START Dataset extract

/// Value returned by the vendor C driver when a measurement fails. Lies
/// outside the range of [`calc_temperature`], so callers that need a plain
/// integer can fold errors into it.
pub const ERROR_SENTINEL: i32 = -32768;

pub const MIN: i32 = -4685;
pub const MAX: i32 = 12886;

/// Convert a raw big-endian reading into hundredths of a degree Celsius.
///
/// `T = 175.72 * raw / 65536 - 46.85`, in integer arithmetic with a
/// truncating shift so results match the vendor reference bit for bit.
pub fn calc_temperature(raw: [u8; 2]) -> i32 {
    let raw = u16::from_be_bytes(raw) as u32;
    ((17572 * raw) >> 16) as i32 - 4685
}

#[cfg(test)]
mod test {
    use super::{calc_temperature, ERROR_SENTINEL, MAX, MIN};

    #[test]
    fn known_value() {
        assert_eq!(calc_temperature([100, 255]), 2247);
    }

    #[test]
    fn full_range() {
        for hi in 0..=u8::MAX {
            for lo in 0..=u8::MAX {
                let t = calc_temperature([hi, lo]);
                assert!((MIN..=MAX).contains(&t), "{hi:#04x}{lo:02x} -> {t}");
                assert_ne!(t, ERROR_SENTINEL);
            }
        }

        assert_eq!(calc_temperature([0x00, 0x00]), MIN);
        assert_eq!(calc_temperature([0xFF, 0xFF]), MAX);
    }

    #[test]
    fn monotonic() {
        let mut last = i32::MIN;
        for raw in 0..=u16::MAX {
            let t = calc_temperature(raw.to_be_bytes());
            assert!(t >= last);
            last = t;
        }
    }

    // 746 raw counts is the 2 degree window used for back-to-back readings
    #[test]
    fn two_degree_window() {
        for raw in 0..=u16::MAX - 746 {
            let a = calc_temperature(raw.to_be_bytes());
            let b = calc_temperature((raw + 746).to_be_bytes());
            assert!((199..=201).contains(&(b - a)), "{raw}: {a} -> {b}");
        }
    }

    #[test]
    fn deterministic() {
        let raw = [0x66, 0x4C];
        assert_eq!(calc_temperature(raw), calc_temperature(raw));
        assert_eq!(calc_temperature(raw), 2336);
    }
}
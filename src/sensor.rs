use std::thread::JoinHandle;

use anyhow::Context;
use rppal::i2c::I2c;
use si7050_probe::driver::{
    silabs::si7050::{serial::ID_INDEX, FirmwareVersion, SensorType, Si7050},
    ThreadDelay,
};
use tokio_util::sync::CancellationToken;
use tracing::{debug, info, trace, warn};

use crate::{config::Config, util::Interval};

#[derive(Debug, Clone, Copy)]
pub enum Event {
    Ready {
        sensor_type: Option<SensorType>,
        firmware: FirmwareVersion,
    },
    Reading {
        centi_celsius: i32,
    },
    MeasurementFailed,
}

pub fn spawn_thread(
    ct: CancellationToken,
    config: Config,
    evt_tx: flume::Sender<Event>,
) -> JoinHandle<anyhow::Result<()>> {
    std::thread::spawn(move || {
        let i2c = I2c::with_bus(config.bus)
            .with_context(|| format!("failed to open i2c bus {}", config.bus))?;
        let mut sensor = Si7050::with_address(i2c, config.address);
        let mut delay = ThreadDelay;

        sensor
            .reset_and_initialize(&mut delay)
            .context("failed to initialize si7050")?;
        sensor
            .set_resolution(config.resolution)
            .context("failed to set resolution")?;

        let firmware = FirmwareVersion::from(
            sensor
                .get_firmware_version()
                .context("failed to get firmware version")?,
        );

        let serial = if config.check_serial {
            sensor.get_serial_checked()
        } else {
            sensor.get_serial()
        }
        .context("failed to read serial number")?;

        let sensor_type = SensorType::from_id(serial[ID_INDEX]);
        if sensor_type.is_none() {
            warn!("unrecognized sensor type code {:#04x}", serial[ID_INDEX]);
        }
        debug!("initialized si7050 driver, serial = {serial:02x?}");

        let _ = evt_tx.send(Event::Ready {
            sensor_type,
            firmware,
        });

        let mut interval = Interval::new(config.interval);

        loop {
            // no retries inside the driver, a failed reading is reported and
            // the next tick tries again
            let evt = match sensor.get_temperature(&mut delay) {
                Ok(centi_celsius) => {
                    trace!("measured {centi_celsius}");
                    Event::Reading { centi_celsius }
                }
                Err(e) => {
                    warn!("measurement failed: {e}");
                    Event::MeasurementFailed
                }
            };

            if evt_tx.send(evt).is_err() {
                break;
            }

            if !interval.tick(&ct) {
                info!("sensor thread cancelled");
                break;
            }
        }

        Ok(())
    })
}
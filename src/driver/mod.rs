use std::time::Duration;

pub mod silabs;

/// Blocking delay backed by `std::thread::sleep`, for running drivers on a
/// hosted Linux target.
pub struct ThreadDelay;

impl embedded_hal::blocking::delay::DelayUs<u32> for ThreadDelay {
    fn delay_us(&mut self, us: u32) {
        std::thread::sleep(Duration::from_micros(us as u64))
    }
}

impl embedded_hal::blocking::delay::DelayMs<u32> for ThreadDelay {
    fn delay_ms(&mut self, ms: u32) {
        std::thread::sleep(Duration::from_millis(ms as u64))
    }
}
//! Driver for the Silicon Labs Si7050/1/3/4/5 I2C temperature sensors.
//! Datasheet: https://www.silabs.com/documents/public/data-sheets/Si7050-1-3-4-5-A20.pdf

use std::ops::{Deref, DerefMut};

use embedded_hal::blocking::{
    delay::DelayUs,
    i2c::{Read, Write, WriteRead},
};
use num_traits::FromPrimitive;
use thiserror::Error;
use tracing::{debug, trace};

pub mod commands;
pub mod serial;
pub mod temperature;

pub use commands::{Resolution, DEFAULT_ADDRESS};
pub use serial::{check_serial, RawSerial, SensorType};
pub use temperature::calc_temperature;

use commands::serial::BURST_LEN;
use serial::{ID_INDEX, SERIAL_LEN};

#[derive(Debug, Error)]
pub enum Error {
    #[error("i2c error during {0}")]
    I2c(Stage),
    #[error("si7050 protocol error: {0}")]
    Protocol(#[from] ProtocolError),
}

#[derive(Debug, Error, PartialEq, Eq)]
pub enum ProtocolError {
    #[error("buffer too small: need {needed} bytes, got {got}")]
    InvalidSize { needed: usize, got: usize },
    #[error("serial number crc mismatch")]
    InvalidCrc,
    #[error("unknown sensor type code {0:#04x}")]
    UnknownSensorType(u8),
}

/// The bus exchange that was in flight when a transport error occurred.
#[derive(Debug, Copy, Clone, PartialEq, Eq)]
pub enum Stage {
    Reset,
    ReadUserRegister,
    WriteUserRegister,
    MeasureStart,
    MeasureRead,
    FirmwareVersion,
    SerialFirst,
    SerialSecond,
}

impl std::fmt::Display for Stage {
    fn fmt(&self, f: &mut std::fmt::Formatter<'_>) -> std::fmt::Result {
        let s = match self {
            Stage::Reset => "reset",
            Stage::ReadUserRegister => "user register read",
            Stage::WriteUserRegister => "user register write",
            Stage::MeasureStart => "measurement start",
            Stage::MeasureRead => "measurement read",
            Stage::FirmwareVersion => "firmware version read",
            Stage::SerialFirst => "serial number read (first burst)",
            Stage::SerialSecond => "serial number read (second burst)",
        };
        f.write_str(s)
    }
}

#[derive(Debug, Copy, Clone, PartialEq, Eq)]
pub enum FirmwareVersion {
    V1_0,
    V2_0,
    Unknown(u8),
}

impl From<u8> for FirmwareVersion {
    fn from(raw: u8) -> Self {
        match raw {
            0xFF => Self::V1_0,
            0x20 => Self::V2_0,
            other => Self::Unknown(other),
        }
    }
}

/// Either an I2C bus the driver owns or one borrowed from the caller.
pub enum Bus<'a, I2C> {
    Owned(I2C),
    Borrowed(&'a mut I2C),
}

impl<'a, I2C> Deref for Bus<'a, I2C> {
    type Target = I2C;

    fn deref(&self) -> &Self::Target {
        match self {
            Bus::Owned(i2c) => i2c,
            Bus::Borrowed(i2c) => &**i2c,
        }
    }
}

impl<'a, I2C> DerefMut for Bus<'a, I2C> {
    fn deref_mut(&mut self) -> &mut Self::Target {
        match self {
            Bus::Owned(i2c) => i2c,
            Bus::Borrowed(i2c) => &mut **i2c,
        }
    }
}

pub struct Si7050<'a, I2C> {
    bus: Bus<'a, I2C>,
    address: u8,
    resolution: Resolution,
}

impl<I2C> Si7050<'static, I2C> {
    pub fn new(i2c: I2C) -> Self {
        Self::with_address(i2c, DEFAULT_ADDRESS)
    }

    pub fn with_address(i2c: I2C, address: u8) -> Self {
        Self::from_bus(Bus::Owned(i2c), address)
    }
}

impl<'a, I2C> Si7050<'a, I2C> {
    /// Drive a sensor on a bus that stays owned by the caller.
    pub fn borrowed(i2c: &'a mut I2C) -> Self {
        Self::borrowed_with_address(i2c, DEFAULT_ADDRESS)
    }

    pub fn borrowed_with_address(i2c: &'a mut I2C, address: u8) -> Self {
        Self::from_bus(Bus::Borrowed(i2c), address)
    }

    fn from_bus(bus: Bus<'a, I2C>, address: u8) -> Self {
        Self {
            bus,
            address,
            resolution: Resolution::default(),
        }
    }

    pub fn address(&self) -> u8 {
        self.address
    }

    /// The resolution last written by this driver. Assumes the power-on
    /// default until [`Si7050::set_resolution`] succeeds.
    pub fn resolution(&self) -> Resolution {
        self.resolution
    }

    pub fn destroy(self) -> Bus<'a, I2C> {
        self.bus
    }
}

impl<'a, I2C> Si7050<'a, I2C>
where
    I2C: Read + Write + WriteRead,
{
    fn write(&mut self, stage: Stage, buf: &[u8]) -> Result<(), Error> {
        trace!("{stage}: write {buf:02x?}");
        Write::write(&mut *self.bus, self.address, buf).map_err(|_| Error::I2c(stage))
    }

    fn read(&mut self, stage: Stage, buf: &mut [u8]) -> Result<(), Error> {
        Read::read(&mut *self.bus, self.address, buf).map_err(|_| Error::I2c(stage))?;
        trace!("{stage}: read {buf:02x?}");
        Ok(())
    }

    /// Write a command and read the response behind a repeated start.
    fn write_read(&mut self, stage: Stage, cmd: &[u8], buf: &mut [u8]) -> Result<(), Error> {
        WriteRead::write_read(&mut *self.bus, self.address, cmd, buf)
            .map_err(|_| Error::I2c(stage))?;
        trace!("{stage}: write {cmd:02x?}, read {buf:02x?}");
        Ok(())
    }

    /// Software reset. The sensor does not respond for
    /// [`commands::reset::SETTLE_US`] afterwards.
    pub fn reset(&mut self) -> Result<(), Error> {
        self.write(Stage::Reset, &[commands::reset::CMD])?;
        self.resolution = Resolution::default();
        debug!("reset si7050 at {:#04x}", self.address);
        Ok(())
    }

    /// Reset, wait for the sensor to come back, and select 14 bit resolution.
    pub fn reset_and_initialize<DELAY: DelayUs<u32>>(
        &mut self,
        delay: &mut DELAY,
    ) -> Result<(), Error> {
        self.reset()?;
        delay.delay_us(commands::reset::SETTLE_US);
        self.initialize()
    }

    /// Select 14 bit resolution, leaving the other user register bits as they are.
    pub fn initialize(&mut self) -> Result<(), Error> {
        self.set_resolution(Resolution::Bits14)
    }

    pub fn read_user_register(&mut self) -> Result<u8, Error> {
        let mut buf = [0u8; 1];
        self.write_read(
            Stage::ReadUserRegister,
            &[commands::user_register::READ],
            &mut buf,
        )?;
        Ok(buf[0])
    }

    /// Read the resolution currently configured on the device.
    pub fn read_resolution(&mut self) -> Result<Resolution, Error> {
        let reg = self.read_user_register()?;
        // every masked value is a valid resolution
        Ok(Resolution::from_u8(reg & commands::user_register::RESOLUTION_MASK)
            .unwrap_or_default())
    }

    pub fn set_resolution(&mut self, resolution: Resolution) -> Result<(), Error> {
        let old = self.read_user_register()?;
        let new = resolution.apply(old);

        self.write(
            Stage::WriteUserRegister,
            &[commands::user_register::WRITE, new],
        )?;
        self.resolution = resolution;

        debug!(
            "set resolution to {} bits (user register {old:#04x} -> {new:#04x})",
            resolution.bit_count()
        );
        Ok(())
    }

    /// Trigger a measurement and read the raw result into `data[..2]`.
    ///
    /// Fails without touching the bus if `data` is shorter than 2 bytes.
    pub fn measure_temperature<DELAY: DelayUs<u32>>(
        &mut self,
        data: &mut [u8],
        delay: &mut DELAY,
    ) -> Result<(), Error> {
        if data.len() < 2 {
            return Err(ProtocolError::InvalidSize {
                needed: 2,
                got: data.len(),
            }
            .into());
        }

        self.write(Stage::MeasureStart, &[commands::measure::TRIGGER])?;
        delay.delay_us(self.resolution.conversion_time_us());
        self.read(Stage::MeasureRead, &mut data[..2])
    }

    /// Get the temperature in hundredths of a degree Celsius.
    pub fn get_temperature<DELAY: DelayUs<u32>>(
        &mut self,
        delay: &mut DELAY,
    ) -> Result<i32, Error> {
        let mut data = [0u8; 2];
        self.measure_temperature(&mut data, delay)?;
        Ok(calc_temperature(data))
    }

    /// Raw firmware revision byte: 0xFF for 1.0, 0x20 for 2.0.
    pub fn get_firmware_version(&mut self) -> Result<u8, Error> {
        let mut buf = [0u8; 1];
        self.write(Stage::FirmwareVersion, &commands::firmware::READ)?;
        self.read(Stage::FirmwareVersion, &mut buf)?;

        debug!("si7050 firmware version {:?}", FirmwareVersion::from(buf[0]));
        Ok(buf[0])
    }

    /// Read both serial number bursts, CRC bytes included.
    pub fn read_serial_raw(&mut self) -> Result<RawSerial, Error> {
        let mut first = [0u8; BURST_LEN];
        let mut second = [0u8; BURST_LEN];

        self.write_read(
            Stage::SerialFirst,
            &commands::serial::READ_FIRST,
            &mut first,
        )?;
        self.write_read(
            Stage::SerialSecond,
            &commands::serial::READ_SECOND,
            &mut second,
        )?;

        Ok(RawSerial::from_bursts(first, second))
    }

    /// Read the 8 byte electronic serial number. CRC bytes are dropped without
    /// being checked; see [`Si7050::get_serial_checked`].
    pub fn get_serial(&mut self) -> Result<[u8; SERIAL_LEN], Error> {
        Ok(self.read_serial_raw()?.serial())
    }

    pub fn get_serial_checked(&mut self) -> Result<[u8; SERIAL_LEN], Error> {
        let raw = self.read_serial_raw()?;
        if !raw.is_valid() {
            return Err(ProtocolError::InvalidCrc.into());
        }

        let serial = raw.serial();
        debug!("si7050 serial {serial:02x?}");
        Ok(serial)
    }

    /// The sensor type code embedded in the serial number.
    pub fn get_id(&mut self) -> Result<u8, Error> {
        Ok(self.get_serial()?[ID_INDEX])
    }

    pub fn get_sensor_type(&mut self) -> Result<SensorType, Error> {
        let id = self.get_id()?;
        SensorType::from_id(id).ok_or_else(|| ProtocolError::UnknownSensorType(id).into())
    }
}
use std::time::{Duration, Instant};

use tokio_util::sync::CancellationToken;

pub struct Interval {
    last_tick: Instant,
    period: Duration,
}

impl Interval {
    pub fn new(period: Duration) -> Self {
        Self {
            last_tick: Instant::now(),
            period,
        }
    }

    /// Sleep out the rest of the current period. Returns early (and `false`)
    /// if `ct` is cancelled in the meantime.
    pub fn tick(&mut self, ct: &CancellationToken) -> bool {
        const SLICE: Duration = Duration::from_millis(20);

        let deadline = self.last_tick + self.period;
        loop {
            if ct.is_cancelled() {
                return false;
            }

            let now = Instant::now();
            if now >= deadline {
                break;
            }
            std::thread::sleep(SLICE.min(deadline - now));
        }

        self.last_tick = Instant::now();
        true
    }
}

/// Format hundredths of a degree as `"-1.05"`.
pub fn format_centi(centi: i32) -> String {
    let sign = if centi < 0 { "-" } else { "" };
    let abs = centi.unsigned_abs();
    format!("{sign}{}.{:02}", abs / 100, abs % 100)
}

#[cfg(test)]
mod test {
    use std::time::{Duration, Instant};

    use tokio_util::sync::CancellationToken;

    use super::{format_centi, Interval};

    #[test]
    fn format() {
        assert_eq!(format_centi(2247), "22.47");
        assert_eq!(format_centi(5), "0.05");
        assert_eq!(format_centi(-105), "-1.05");
        assert_eq!(format_centi(-4685), "-46.85");
    }

    #[test]
    fn interval_waits_for_period() {
        let ct = CancellationToken::new();
        let mut interval = Interval::new(Duration::from_millis(30));

        let start = Instant::now();
        assert!(interval.tick(&ct));
        assert!(start.elapsed() >= Duration::from_millis(25));
    }

    #[test]
    fn interval_stops_when_cancelled() {
        let ct = CancellationToken::new();
        ct.cancel();

        let mut interval = Interval::new(Duration::from_secs(60));
        let start = Instant::now();
        assert!(!interval.tick(&ct));
        assert!(start.elapsed() < Duration::from_secs(1));
    }
}
use std::time::Duration;

use anyhow::{anyhow, Context};
use si7050_probe::driver::silabs::si7050::{Resolution, DEFAULT_ADDRESS};

#[derive(Debug, Clone, PartialEq, Eq)]
pub struct Config {
    pub bus: u8,
    pub address: u8,
    pub interval: Duration,
    pub resolution: Resolution,
    pub check_serial: bool,
}

impl Default for Config {
    fn default() -> Self {
        Self {
            bus: 1,
            address: DEFAULT_ADDRESS,
            interval: Duration::from_millis(1000),
            resolution: Resolution::Bits14,
            check_serial: false,
        }
    }
}

impl Config {
    pub fn from_env() -> anyhow::Result<Self> {
        Self::from_lookup(|key| std::env::var(key).ok())
    }

    pub fn from_lookup(lookup: impl Fn(&str) -> Option<String>) -> anyhow::Result<Self> {
        let mut config = Self::default();

        if let Some(bus) = lookup("SI7050_I2C_BUS") {
            config.bus = bus.trim().parse().context("invalid SI7050_I2C_BUS")?;
        }

        if let Some(address) = lookup("SI7050_ADDRESS") {
            config.address = parse_address(&address).context("invalid SI7050_ADDRESS")?;
        }

        if let Some(interval) = lookup("SI7050_INTERVAL_MS") {
            let ms: u64 = interval
                .trim()
                .parse()
                .context("invalid SI7050_INTERVAL_MS")?;
            config.interval = Duration::from_millis(ms);
        }

        if let Some(resolution) = lookup("SI7050_RESOLUTION") {
            let bits: u8 = resolution
                .trim()
                .parse()
                .context("invalid SI7050_RESOLUTION")?;
            config.resolution = Resolution::from_bit_count(bits)
                .ok_or_else(|| anyhow!("SI7050_RESOLUTION must be 11, 12, 13 or 14, got {bits}"))?;
        }

        if let Some(check) = lookup("SI7050_CHECK_SERIAL") {
            config.check_serial = match check.trim() {
                "1" | "true" | "yes" => true,
                "0" | "false" | "no" | "" => false,
                other => return Err(anyhow!("invalid SI7050_CHECK_SERIAL {other:?}")),
            };
        }

        Ok(config)
    }
}

/// Parse a 7-bit address, given in decimal or with a `0x` prefix.
fn parse_address(s: &str) -> anyhow::Result<u8> {
    let s = s.trim();
    let address = match s.strip_prefix("0x").or_else(|| s.strip_prefix("0X")) {
        Some(hex) => u8::from_str_radix(hex, 16)?,
        None => s.parse()?,
    };

    if address > 0x7F {
        return Err(anyhow!("{address:#04x} is not a 7-bit address"));
    }

    Ok(address)
}

#[cfg(test)]
mod test {
    use std::{collections::HashMap, time::Duration};

    use si7050_probe::driver::silabs::si7050::Resolution;

    use super::Config;

    fn load(vars: &[(&str, &str)]) -> anyhow::Result<Config> {
        let vars: HashMap<String, String> = vars
            .iter()
            .map(|(k, v)| (k.to_string(), v.to_string()))
            .collect();
        Config::from_lookup(|key| vars.get(key).cloned())
    }

    #[test]
    fn defaults() {
        assert_eq!(load(&[]).unwrap(), Config::default());
        assert_eq!(Config::default().address, 0x40);
    }

    #[test]
    fn overrides() {
        let config = load(&[
            ("SI7050_I2C_BUS", "3"),
            ("SI7050_ADDRESS", "0x41"),
            ("SI7050_INTERVAL_MS", "250"),
            ("SI7050_RESOLUTION", "12"),
            ("SI7050_CHECK_SERIAL", "true"),
        ])
        .unwrap();

        assert_eq!(
            config,
            Config {
                bus: 3,
                address: 0x41,
                interval: Duration::from_millis(250),
                resolution: Resolution::Bits12,
                check_serial: true,
            }
        );
    }

    #[test]
    fn decimal_address() {
        assert_eq!(load(&[("SI7050_ADDRESS", "64")]).unwrap().address, 0x40);
    }

    #[test]
    fn rejects_bad_values() {
        assert!(load(&[("SI7050_ADDRESS", "0x80")]).is_err());
        assert!(load(&[("SI7050_ADDRESS", "forty")]).is_err());
        assert!(load(&[("SI7050_RESOLUTION", "16")]).is_err());
        assert!(load(&[("SI7050_INTERVAL_MS", "-5")]).is_err());
        assert!(load(&[("SI7050_CHECK_SERIAL", "maybe")]).is_err());
    }
}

END Dataset extract

• _What you should do_:
Which lines of the records above contain the word "needed"? Copy each of them.

• _Answer section_:
    #[error("buffer too small: need {needed} bytes, got {got}")]
    InvalidSize { needed: usize, got: usize },
                needed: 2,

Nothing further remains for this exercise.